I’d remembered to take the thank-you card that I now clutched when I’d left my apartment some three hours before.  Over the last twenty minutes or so, I’d been standing at the eating counter of the Tim Horton’s at the end of the block, writing in the names of the members of the panel from my writing pad. When my job coach had made the suggestion to pay attention and get the spelling of each correct, I’d observed, “Wouldn’t it be easier for me to fill the card out at home and drop it off on my way out after the interview?” Accustomed by then to my newcomer brand of practical common sense, she’d countered most patiently, “How do you know who will be interviewing you? It’s best to wait to know for sure. Also, it would seem staged and that would certainly put them off. You want the job. Just remember to write down all the names accurately on your notepad during the interview.”

I’d got it down pat.

Luckily, too, you don’t have to buy a coffee at Tim’s to stand around, because I certainly needed shelter from the drip-a-drop snow. If the eating counter became too crowded, I could make up time walking around the block under the shelter of the hoodie of my winter coat, because it didn’t matter how mushy my hair would be now.

The trick at this point was to deliver the thank-you card to the secretary and get out as fast as I could. She would be alone, I figured, because for all the time I had waited in the outer office, she and I had been alone. However, I hadn’t factored that one of the reasons that I’d met no one was because the interviewees had been staggered for just that purpose – so that candidates for the position not meet one another in the small waiting room.

So when I peeped in the glass door to make sure that none of the panel was in the outer office, I was surprised to see seated in the same armchair that I’d been in, an hour before, a young lady who looked nervous and discomfited, and who bore similar to me, hair  plastered from the ravages of  the snow we’d come through. She certainly was smarter than I’d been, though; she had an umbrella at her feet. Had I looked as damp and out of sorts? All the same, she was competition; I hoped that her job coach hadn’t been as thorough as mine, to tell her to walk with a thank-you note.

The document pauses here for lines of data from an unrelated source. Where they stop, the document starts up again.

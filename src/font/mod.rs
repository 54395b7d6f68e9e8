//! # Font Management
//!
//! The resume uses the standard PDF Helvetica faces only. They need no
//! embedding: the PDF writer references them by name with WinAnsiEncoding,
//! and measurement uses the AFM widths in [`metrics`].

pub mod metrics;

pub use metrics::StandardFontMetrics;

use crate::style::FontSpec;
use crate::text::{TextMeasure, MM_PER_PT};

/// The Helvetica faces of the 14 standard PDF fonts.
#[derive(Debug, Clone, Copy, PartialEq, Eq, Hash, PartialOrd, Ord)]
pub enum StandardFont {
    Helvetica,
    HelveticaBold,
    HelveticaOblique,
    HelveticaBoldOblique,
}

impl StandardFont {
    /// The PDF name for this font.
    pub fn pdf_name(&self) -> &'static str {
        match self {
            Self::Helvetica => "Helvetica",
            Self::HelveticaBold => "Helvetica-Bold",
            Self::HelveticaOblique => "Helvetica-Oblique",
            Self::HelveticaBoldOblique => "Helvetica-BoldOblique",
        }
    }

    pub fn metrics(&self) -> &'static StandardFontMetrics {
        match self {
            Self::Helvetica | Self::HelveticaOblique => &metrics::HELVETICA,
            Self::HelveticaBold | Self::HelveticaBoldOblique => &metrics::HELVETICA_BOLD,
        }
    }

    pub fn for_spec(spec: &FontSpec) -> Self {
        match (spec.is_bold(), spec.is_italic()) {
            (false, false) => Self::Helvetica,
            (true, false) => Self::HelveticaBold,
            (false, true) => Self::HelveticaOblique,
            (true, true) => Self::HelveticaBoldOblique,
        }
    }
}

/// Map a Unicode codepoint to a WinAnsiEncoding byte value.
///
/// WinAnsiEncoding is based on Windows-1252. Most codepoints in
/// 0x20..=0x7E and 0xA0..=0xFF map directly. The 0x80..=0x9F range
/// contains special mappings for smart quotes, bullets, dashes, etc.
pub fn winansi_code(ch: char) -> Option<u8> {
    let cp = ch as u32;
    if (0x20..=0x7E).contains(&cp) || (0xA0..=0xFF).contains(&cp) {
        return Some(cp as u8);
    }
    match cp {
        0x20AC => Some(0x80), // Euro sign
        0x201A => Some(0x82), // Single low-9 quotation mark
        0x0192 => Some(0x83), // Latin small letter f with hook
        0x201E => Some(0x84), // Double low-9 quotation mark
        0x2026 => Some(0x85), // Horizontal ellipsis
        0x2020 => Some(0x86), // Dagger
        0x2021 => Some(0x87), // Double dagger
        0x02C6 => Some(0x88), // Modifier letter circumflex accent
        0x2030 => Some(0x89), // Per mille sign
        0x0160 => Some(0x8A), // Latin capital letter S with caron
        0x2039 => Some(0x8B), // Single left-pointing angle quotation
        0x0152 => Some(0x8C), // Latin capital ligature OE
        0x017D => Some(0x8E), // Latin capital letter Z with caron
        0x2018 => Some(0x91), // Left single quotation mark
        0x2019 => Some(0x92), // Right single quotation mark
        0x201C => Some(0x93), // Left double quotation mark
        0x201D => Some(0x94), // Right double quotation mark
        0x2022 => Some(0x95), // Bullet
        0x2013 => Some(0x96), // En dash
        0x2014 => Some(0x97), // Em dash
        0x02DC => Some(0x98), // Small tilde
        0x2122 => Some(0x99), // Trade mark sign
        0x0161 => Some(0x9A), // Latin small letter s with caron
        0x203A => Some(0x9B), // Single right-pointing angle quotation
        0x0153 => Some(0x9C), // Latin small ligature oe
        0x017E => Some(0x9E), // Latin small letter z with caron
        0x0178 => Some(0x9F), // Latin capital letter Y with diaeresis
        _ => None,
    }
}

/// Text measurement with the standard font metrics.
///
/// This is the production [`TextMeasure`]; tests swap in fixed-width
/// measurers to make layout arithmetic exact.
#[derive(Debug, Clone, Copy, Default)]
pub struct FontContext;

impl FontContext {
    pub fn new() -> Self {
        Self
    }

    /// Width of a string in points.
    pub fn measure_string(&self, text: &str, font: &FontSpec) -> f64 {
        StandardFont::for_spec(font)
            .metrics()
            .measure_string(text, font.size, 0.0)
    }
}

impl TextMeasure for FontContext {
    fn text_width(&self, text: &str, font: &FontSpec) -> f64 {
        self.measure_string(text, font) * MM_PER_PT
    }
}

#[cfg(test)]
mod tests {
    use super::*;

    #[test]
    fn test_spec_resolution() {
        assert_eq!(StandardFont::for_spec(&FontSpec::regular(10.0)), StandardFont::Helvetica);
        assert_eq!(StandardFont::for_spec(&FontSpec::bold(10.0)), StandardFont::HelveticaBold);
        assert_eq!(StandardFont::for_spec(&FontSpec::italic(8.0)), StandardFont::HelveticaOblique);
        assert_eq!(StandardFont::HelveticaBoldOblique.pdf_name(), "Helvetica-BoldOblique");
    }

    #[test]
    fn test_oblique_shares_upright_widths() {
        let ctx = FontContext::new();
        let upright = ctx.measure_string("Généré", &FontSpec::regular(8.0));
        let italic = ctx.measure_string("Généré", &FontSpec::italic(8.0));
        assert!((upright - italic).abs() < 1e-9);
    }

    #[test]
    fn test_text_width_in_mm() {
        let ctx = FontContext::new();
        // 72 pt of text is one inch
        let font = FontSpec::regular(72.0);
        let w = ctx.text_width("0", &font);
        assert!((w - 0.556 * 25.4).abs() < 1e-9);
    }

    #[test]
    fn test_winansi() {
        assert_eq!(winansi_code('A'), Some(0x41));
        assert_eq!(winansi_code('é'), Some(0xE9));
        assert_eq!(winansi_code('\u{2013}'), Some(0x96));
        assert_eq!(winansi_code('漢'), None);
    }
}
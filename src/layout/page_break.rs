//! # Page Break Decisions
//!
//! Page geometry and the vertical cursor threaded through the layout.
//!
//! Breaks are decided at block granularity: before drawing a block the
//! engine asks whether `y + h` still fits above the bottom margin. If not,
//! the block moves to a fresh page whose cursor starts at the top margin.
//! Nothing is ever split mid-block.

use serde::Serialize;

/// Fixed page geometry, in millimetres.
#[derive(Debug, Clone, Copy, PartialEq, Serialize)]
pub struct PageGeometry {
    pub width: f64,
    pub height: f64,
    /// Same margin on all four sides.
    pub margin: f64,
}

impl PageGeometry {
    /// A4 portrait with 20mm margins.
    pub const A4: PageGeometry = PageGeometry {
        width: 210.0,
        height: 297.0,
        margin: 20.0,
    };

    pub fn content_width(&self) -> f64 {
        self.width - 2.0 * self.margin
    }

    /// Lowest y a block may reach.
    pub fn bottom_limit(&self) -> f64 {
        self.height - self.margin
    }

    /// x of the right content edge.
    pub fn right_edge(&self) -> f64 {
        self.width - self.margin
    }
}

impl Default for PageGeometry {
    fn default() -> Self {
        Self::A4
    }
}

/// What to do with a block of a given height at the current position.
#[derive(Debug, Clone, Copy, PartialEq, Eq)]
pub enum BreakDecision {
    /// The block fits on the current page.
    Place,
    /// Start a new page first.
    NewPage,
}

/// Where the next block goes: a y offset from the page top plus the page
/// it is on.
///
/// The cursor is a plain value. Every layout step takes one and returns
/// the next, so the whole vertical state of a render is visible in the
/// function signatures.
#[derive(Debug, Clone, Copy, PartialEq)]
pub struct LayoutCursor {
    pub y: f64,
    pub page: usize,
}

impl LayoutCursor {
    /// Top margin of `page`.
    pub fn start(geometry: &PageGeometry, page: usize) -> Self {
        Self {
            y: geometry.margin,
            page,
        }
    }

    pub fn advance(self, dy: f64) -> Self {
        Self {
            y: self.y + dy,
            ..self
        }
    }

    /// Same page, absolute y.
    pub fn at(self, y: f64) -> Self {
        Self { y, ..self }
    }

    /// Top of the following page.
    pub fn next_page(self, geometry: &PageGeometry) -> Self {
        Self {
            y: geometry.margin,
            page: self.page + 1,
        }
    }

    /// Decide whether a block of height `needed` fits below the cursor.
    pub fn decide(&self, needed: f64, geometry: &PageGeometry) -> BreakDecision {
        if self.y + needed > geometry.bottom_limit() {
            BreakDecision::NewPage
        } else {
            BreakDecision::Place
        }
    }
}
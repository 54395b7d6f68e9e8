use wasm_bindgen::prelude::*;

use crate::model::ProfileRecord;

/// Render a profile given as a JSON string. Returns the PDF bytes, which
/// arrive in JavaScript as a `Uint8Array`.
#[wasm_bindgen]
pub fn render_cv(json: &str) -> Result<Vec<u8>, JsValue> {
    crate::render_json(json, crate::today())
        .map(|resume| resume.bytes)
        .map_err(|e| JsValue::from_str(&e.to_string()))
}

/// Same as [`render_cv`], taking a plain JavaScript object.
#[wasm_bindgen]
pub fn render_cv_object(profile: JsValue) -> Result<Vec<u8>, JsValue> {
    let profile: ProfileRecord = serde_wasm_bindgen::from_value(profile)
        .map_err(|e| JsValue::from_str(&format!("Invalid profile: {}", e)))?;
    crate::render_profile(&profile, crate::today())
        .map(|resume| resume.bytes)
        .map_err(|e| JsValue::from_str(&e.to_string()))
}

/// Suggested download name for a profile given as JSON.
#[wasm_bindgen]
pub fn suggested_file_name(json: &str) -> Result<String, JsValue> {
    let profile: ProfileRecord =
        serde_json::from_str(json).map_err(|e| JsValue::from_str(&crate::CvError::from(e).to_string()))?;
    Ok(profile.suggested_file_name())
}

“For whom?” the secretary said, in that first-responder voice, that crisp no-nonsense tone. Did she have to be so loud? I lifted my whisper a little. Slowly my face seemed to register. I guess she’d been fielding so many of us since morning that it was hard to remember particular features of the various Unsubs who had come through, all dressed in white and navy blue.

Luckily, no one emerged from the inner chambers, (and why would anyone? I later thought), so after my fumble I sped off back to the elevator and walked to the bus stop to wait in the slush.

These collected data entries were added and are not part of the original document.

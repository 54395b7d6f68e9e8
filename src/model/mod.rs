//! # Profile Model
//!
//! The input representation for the renderer: a user's profile record as
//! the profile store hands it over. Field names follow the camelCase JSON
//! used on the wire, so a record fetched from the API deserializes as-is.
//!
//! Optional strings are `Option<String>`, but an empty string is treated
//! exactly like an absent one everywhere in the engine. The helpers on each
//! type (`phone()`, `end_date()`, ...) do that normalization so layout code
//! never has to.

use serde::{Deserialize, Serialize};

use crate::error::CvError;

/// A complete profile ready for rendering.
#[derive(Debug, Clone, Default, PartialEq, Serialize, Deserialize)]
#[serde(rename_all = "camelCase")]
pub struct ProfileRecord {
    pub first_name: String,
    pub last_name: String,
    pub email: String,

    #[serde(default, skip_serializing_if = "Option::is_none")]
    pub phone: Option<String>,
    #[serde(default, skip_serializing_if = "Option::is_none")]
    pub address: Option<String>,
    #[serde(default, skip_serializing_if = "Option::is_none")]
    pub city: Option<String>,
    #[serde(default, skip_serializing_if = "Option::is_none")]
    pub postal_code: Option<String>,
    #[serde(default, skip_serializing_if = "Option::is_none")]
    pub country: Option<String>,
    #[serde(default, skip_serializing_if = "Option::is_none")]
    pub birth_date: Option<String>,
    #[serde(default, skip_serializing_if = "Option::is_none")]
    pub profession: Option<String>,
    #[serde(default, skip_serializing_if = "Option::is_none")]
    pub summary: Option<String>,

    /// Rendered in sequence order.
    #[serde(default)]
    pub skills: Vec<String>,
    #[serde(default)]
    pub experiences: Vec<Experience>,
    #[serde(default)]
    pub education: Vec<Education>,
}

/// One work experience entry.
#[derive(Debug, Clone, Default, PartialEq, Serialize, Deserialize)]
#[serde(rename_all = "camelCase", default)]
pub struct Experience {
    pub company: String,
    pub position: String,
    pub start_date: String,
    /// Empty means the position is still held.
    pub end_date: String,
    pub description: String,
}

/// One education entry.
#[derive(Debug, Clone, Default, PartialEq, Serialize, Deserialize)]
#[serde(rename_all = "camelCase", default)]
pub struct Education {
    pub school: String,
    pub degree: String,
    pub field: String,
    pub start_date: String,
    pub end_date: String,
}

/// Label used in place of a missing experience end date.
pub const PRESENT: &str = "Présent";

fn non_empty(value: &Option<String>) -> Option<&str> {
    value.as_deref().filter(|s| !s.is_empty())
}

impl ProfileRecord {
    pub fn phone(&self) -> Option<&str> {
        non_empty(&self.phone)
    }

    pub fn address(&self) -> Option<&str> {
        non_empty(&self.address)
    }

    pub fn city(&self) -> Option<&str> {
        non_empty(&self.city)
    }

    pub fn postal_code(&self) -> Option<&str> {
        non_empty(&self.postal_code)
    }

    pub fn country(&self) -> Option<&str> {
        non_empty(&self.country)
    }

    pub fn birth_date(&self) -> Option<&str> {
        non_empty(&self.birth_date)
    }

    pub fn profession(&self) -> Option<&str> {
        non_empty(&self.profession)
    }

    pub fn summary(&self) -> Option<&str> {
        non_empty(&self.summary)
    }

    /// "FIRST LAST", as printed in the header band.
    pub fn display_name(&self) -> String {
        format!("{} {}", self.first_name, self.last_name).to_uppercase()
    }

    /// Email, phone, then location, in that order, skipping what is missing.
    /// Location is "city, country" when both are known, otherwise whichever
    /// one is.
    pub fn contact_parts(&self) -> Vec<String> {
        let mut parts = Vec::new();
        if !self.email.is_empty() {
            parts.push(self.email.clone());
        }
        if let Some(phone) = self.phone() {
            parts.push(phone.to_string());
        }
        match (self.city(), self.country()) {
            (Some(city), Some(country)) => parts.push(format!("{}, {}", city, country)),
            (Some(city), None) => parts.push(city.to_string()),
            (None, Some(country)) => parts.push(country.to_string()),
            (None, None) => {}
        }
        parts
    }

    /// "address[, postal code][ city]", or `None` without an address.
    pub fn full_address(&self) -> Option<String> {
        let mut text = self.address()?.to_string();
        if let Some(postal_code) = self.postal_code() {
            text.push_str(", ");
            text.push_str(postal_code);
        }
        if let Some(city) = self.city() {
            text.push(' ');
            text.push_str(city);
        }
        Some(text)
    }

    /// Suggested download name: `CV_<first>_<last>.pdf` with every run of
    /// whitespace collapsed to a single underscore.
    pub fn suggested_file_name(&self) -> String {
        let raw = format!("CV_{}_{}.pdf", self.first_name, self.last_name);
        let mut name = String::with_capacity(raw.len());
        let mut in_space = false;
        for ch in raw.chars() {
            if ch.is_whitespace() {
                if !in_space {
                    name.push('_');
                }
                in_space = true;
            } else {
                name.push(ch);
                in_space = false;
            }
        }
        name
    }
}

impl Experience {
    /// "start - end", with a missing end date printed as "Présent".
    pub fn date_range(&self) -> String {
        let end = if self.end_date.is_empty() {
            PRESENT
        } else {
            self.end_date.as_str()
        };
        format!("{} - {}", self.start_date, end)
    }
}

impl Education {
    /// "start - end", verbatim.
    pub fn date_range(&self) -> String {
        format!("{} - {}", self.start_date, self.end_date)
    }

    /// "degree - field".
    pub fn title(&self) -> String {
        format!("{} - {}", self.degree, self.field)
    }
}

// ── Boundary guard ──────────────────────────────────────────────

/// Size limits enforced before a profile reaches the layout engine.
///
/// Document size grows with the number of entries, so callers that accept
/// profiles from the outside check them here first. The engine itself never
/// refuses input.
#[derive(Debug, Clone, Copy, PartialEq, Eq)]
pub struct ProfileLimits {
    /// Max length of `skills`, `experiences` and `education`, each.
    pub max_entries: usize,
    /// Max byte length of any single text field.
    pub max_text_len: usize,
}

impl Default for ProfileLimits {
    fn default() -> Self {
        Self {
            max_entries: 500,
            max_text_len: 64 * 1024,
        }
    }
}

impl ProfileLimits {
    /// Reject the profile if any sequence has more than `max_entries` items
    /// or any string field, nested entries included, is longer than
    /// `max_text_len` bytes.
    pub fn check(&self, profile: &ProfileRecord) -> Result<(), CvError> {
        self.check_len("skills", profile.skills.len(), self.max_entries)?;
        self.check_len("experiences", profile.experiences.len(), self.max_entries)?;
        self.check_len("education", profile.education.len(), self.max_entries)?;

        for (field, text) in text_fields(profile) {
            self.check_len(field, text.len(), self.max_text_len)?;
        }
        Ok(())
    }

    fn check_len(&self, field: &'static str, len: usize, max: usize) -> Result<(), CvError> {
        if len > max {
            return Err(CvError::InputTooLarge { field, len, max });
        }
        Ok(())
    }
}

/// Every string in the profile, labelled with its field name.
fn text_fields(profile: &ProfileRecord) -> Vec<(&'static str, &str)> {
    let mut fields = vec![
        ("firstName", profile.first_name.as_str()),
        ("lastName", profile.last_name.as_str()),
        ("email", profile.email.as_str()),
    ];
    let optional = [
        ("phone", &profile.phone),
        ("address", &profile.address),
        ("city", &profile.city),
        ("postalCode", &profile.postal_code),
        ("country", &profile.country),
        ("birthDate", &profile.birth_date),
        ("profession", &profile.profession),
        ("summary", &profile.summary),
    ];
    for (field, value) in optional {
        if let Some(text) = value {
            fields.push((field, text.as_str()));
        }
    }
    for skill in &profile.skills {
        fields.push(("skills[]", skill.as_str()));
    }
    for exp in &profile.experiences {
        fields.push(("experiences[].company", exp.company.as_str()));
        fields.push(("experiences[].position", exp.position.as_str()));
        fields.push(("experiences[].startDate", exp.start_date.as_str()));
        fields.push(("experiences[].endDate", exp.end_date.as_str()));
        fields.push(("experiences[].description", exp.description.as_str()));
    }
    for edu in &profile.education {
        fields.push(("education[].school", edu.school.as_str()));
        fields.push(("education[].degree", edu.degree.as_str()));
        fields.push(("education[].field", edu.field.as_str()));
        fields.push(("education[].startDate", edu.start_date.as_str()));
        fields.push(("education[].endDate", edu.end_date.as_str()));
    }
    fields
}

Lord, I need this. Let this be the one.

I’d been out in the cold and treading snow since December, but truthfully, waiting wouldn’t be the worst part; I’d become inured to waiting. I was merely on my way to my apartment to send out more applications and to see if, while I’d been out, I’d been lucky to get another call.

An eggy yellow sun coloured the bus windows, muck-stained with the melting mud and grit and splash of the day. The floor of the bus was wet, my seat was cold, and whenever the bus stopped, the air from the street blasted in, further chilling my bones. However, I was just so relieved that it was over, I didn’t care to move.